The validity of some of the short cut techniques employed by metagenomic assemblers is typically assessed against published references of current metagenomic data. One problem is that the full complement of microbial life for any sample, for example, the human gut is still not fully understood. Metagenomics is only in its initial phases and surprises are revealed routinely in the analysis of tissue and environmental samples.
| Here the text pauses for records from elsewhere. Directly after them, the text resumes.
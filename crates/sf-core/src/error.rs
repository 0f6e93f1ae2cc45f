//! Error types for media collaborators

use std::path::PathBuf;
use thiserror::Error;

/// Errors raised while decoding or probing a media file
#[derive(Error, Debug)]
pub enum MediaError {
    #[error("Media file not found: {}", .0.display())]
    NotFound(PathBuf),

    #[error("Required tool '{command}' is not installed or not in PATH")]
    CommandMissing { command: String },

    #[error("'{command}' failed (exit status {status:?}): {stderr}")]
    CommandFailed {
        command: String,
        status: Option<i32>,
        stderr: String,
    },

    #[error("Invalid probe output for {path}: {reason}")]
    InvalidProbe { path: String, reason: String },

    #[error("Failed to decode {path}: {reason}")]
    Decode { path: String, reason: String },

    #[error("Unsupported media: {0}")]
    Unsupported(String),

    #[error("Sample rate conversion failed: {0}")]
    Resample(String),

    #[error("IO error: {0}")]
    Io(#[from] std::io::Error),
}

impl MediaError {
    /// Shorthand for a decode failure on `path`
    pub fn decode(path: impl AsRef<std::path::Path>, reason: impl ToString) -> Self {
        Self::Decode {
            path: path.as_ref().display().to_string(),
            reason: reason.to_string(),
        }
    }

    /// Shorthand for an unusable probe result on `path`
    pub fn invalid_probe(path: impl AsRef<std::path::Path>, reason: impl ToString) -> Self {
        Self::InvalidProbe {
            path: path.as_ref().display().to_string(),
            reason: reason.to_string(),
        }
    }
}

/// Result type for media operations
pub type MediaResult<T> = Result<T, MediaError>;
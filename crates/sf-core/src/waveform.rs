//! Decoded mono audio

/// Mono sample buffer produced by a [`crate::MediaBackend`] for one file
#[derive(Debug, Clone, PartialEq)]
pub struct Waveform {
    /// Samples, nominally in -1.0..=1.0
    pub samples: Vec<f64>,

    /// Sample rate in Hz
    pub sample_rate: u32,
}

impl Waveform {
    pub fn new(samples: Vec<f64>, sample_rate: u32) -> Self {
        Self {
            samples,
            sample_rate,
        }
    }

    /// Empty waveform at the given rate
    pub fn silent(sample_rate: u32) -> Self {
        Self::new(Vec::new(), sample_rate)
    }

    #[inline]
    pub fn len(&self) -> usize {
        self.samples.len()
    }

    #[inline]
    pub fn is_empty(&self) -> bool {
        self.samples.is_empty()
    }

    /// Duration in seconds
    pub fn duration(&self) -> f64 {
        if self.sample_rate == 0 {
            return 0.0;
        }
        self.samples.len() as f64 / self.sample_rate as f64
    }

    /// Peak absolute amplitude
    pub fn peak(&self) -> f64 {
        self.samples.iter().map(|s| s.abs()).fold(0.0, f64::max)
    }
}
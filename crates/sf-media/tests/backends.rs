//! Backend Integration Tests
//!
//! Round trips through real files on disk. The ffmpeg tests are skipped
//! when ffmpeg is not installed.

use approx::assert_abs_diff_eq;
use sf_core::{DecodeRequest, MediaBackend, Waveform};
use sf_media::{read_wav_mono, write_wav_mono, FfmpegBackend, NativeBackend};
use std::f64::consts::PI;
use std::path::Path;
use std::process::{Command, Stdio};

fn chirp(seconds: f64, sample_rate: u32) -> Waveform {
    let len = (seconds * sample_rate as f64) as usize;
    let samples = (0..len)
        .map(|i| {
            let t = i as f64 / sample_rate as f64;
            0.5 * (2.0 * PI * (200.0 + 40.0 * t) * t).sin()
        })
        .collect();
    Waveform::new(samples, sample_rate)
}

fn write_fixture(dir: &Path, name: &str, waveform: &Waveform) -> std::path::PathBuf {
    let path = dir.join(name);
    write_wav_mono(&path, waveform).unwrap();
    path
}

fn ffmpeg_available() -> bool {
    Command::new("ffmpeg")
        .arg("-version")
        .stdout(Stdio::null())
        .stderr(Stdio::null())
        .status()
        .map(|s| s.success())
        .unwrap_or(false)
}

// ═══════════════════════════════════════════════════════════════════════════════
// WAV
// ═══════════════════════════════════════════════════════════════════════════════

#[test]
fn test_wav_roundtrip_preserves_rate_and_length() {
    let dir = tempfile::tempdir().unwrap();
    let original = chirp(1.5, 22050);
    let path = write_fixture(dir.path(), "chirp.wav", &original);

    let loaded = read_wav_mono(&path).unwrap();
    assert_eq!(loaded.sample_rate, 22050);
    assert_eq!(loaded.len(), original.len());
    // 16-bit quantization
    assert_abs_diff_eq!(loaded.peak(), original.peak(), epsilon = 1e-3);
}

// ═══════════════════════════════════════════════════════════════════════════════
// NATIVE BACKEND
// ═══════════════════════════════════════════════════════════════════════════════

#[test]
fn test_native_probe_duration() {
    let dir = tempfile::tempdir().unwrap();
    let path = write_fixture(dir.path(), "ten.wav", &chirp(10.0, 44100));

    let info = NativeBackend::new().probe(&path).unwrap();
    assert_abs_diff_eq!(info.duration, 10.0, epsilon = 1e-6);
    assert_eq!(info.sample_rate, Some(44100));
    assert_eq!(info.channels, Some(1));
    assert!(!info.has_video);
}

#[test]
fn test_native_decode_offset_and_limit() {
    let dir = tempfile::tempdir().unwrap();
    let path = write_fixture(dir.path(), "ten.wav", &chirp(10.0, 44100));

    let request = DecodeRequest::new(&path, 8000).starting_at(2.0).limited_to(3.0);
    let waveform = NativeBackend::new().decode(&request, dir.path()).unwrap();

    assert_eq!(waveform.sample_rate, 8000);
    assert_eq!(waveform.len(), 24000);
}

#[test]
fn test_native_decode_past_end_is_short() {
    let dir = tempfile::tempdir().unwrap();
    let path = write_fixture(dir.path(), "two.wav", &chirp(2.0, 8000));

    let request = DecodeRequest::new(&path, 8000).starting_at(1.5).limited_to(30.0);
    let waveform = NativeBackend::new().decode(&request, dir.path()).unwrap();
    assert_eq!(waveform.len(), 4000);

    let request = DecodeRequest::new(&path, 8000).starting_at(5.0).limited_to(30.0);
    assert!(NativeBackend::new().decode(&request, dir.path()).unwrap().is_empty());
}

// ═══════════════════════════════════════════════════════════════════════════════
// FFMPEG BACKEND
// ═══════════════════════════════════════════════════════════════════════════════

#[test]
fn test_ffmpeg_decode_leaves_scratch_clean() {
    if !ffmpeg_available() {
        eprintln!("ffmpeg not installed, skipping");
        return;
    }

    let media = tempfile::tempdir().unwrap();
    let scratch = tempfile::tempdir().unwrap();
    let path = write_fixture(media.path(), "ten.wav", &chirp(10.0, 44100));

    let backend = FfmpegBackend::new();
    let request = DecodeRequest::new(&path, 3675).starting_at(1.0).limited_to(4.0);
    let waveform = backend.decode(&request, scratch.path()).unwrap();

    assert_eq!(waveform.sample_rate, 3675);
    assert!((waveform.len() as i64 - 14700).abs() <= 2);
    assert_eq!(std::fs::read_dir(scratch.path()).unwrap().count(), 0);

    let info = backend.probe(&path).unwrap();
    assert_abs_diff_eq!(info.duration, 10.0, epsilon = 0.01);
}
For example, very recent evaluation of the human gut metagenome revealed a previously unknown gut virus, which has been linked to human chronic disease. Researchers indicate that this virus, called Assphage, lives in the gut of more than half of the world’s population and infects a common gut bacteria, Bacteroidetes. This particular virus was identified through a computer program and had not been previously identified. Yet it is ubiquitous and is currently believed to have a major role in diabetes and obesity. So at this moment, exciting new technologies are deepening our understanding of ourselves as the complex linkages of co-dependent ecologies outlined in The Microcosm Within. Metagenomic assembly is one tool to assess that partnership. Yet, there will be many surprises along the path to our fuller understanding of the power of those associations.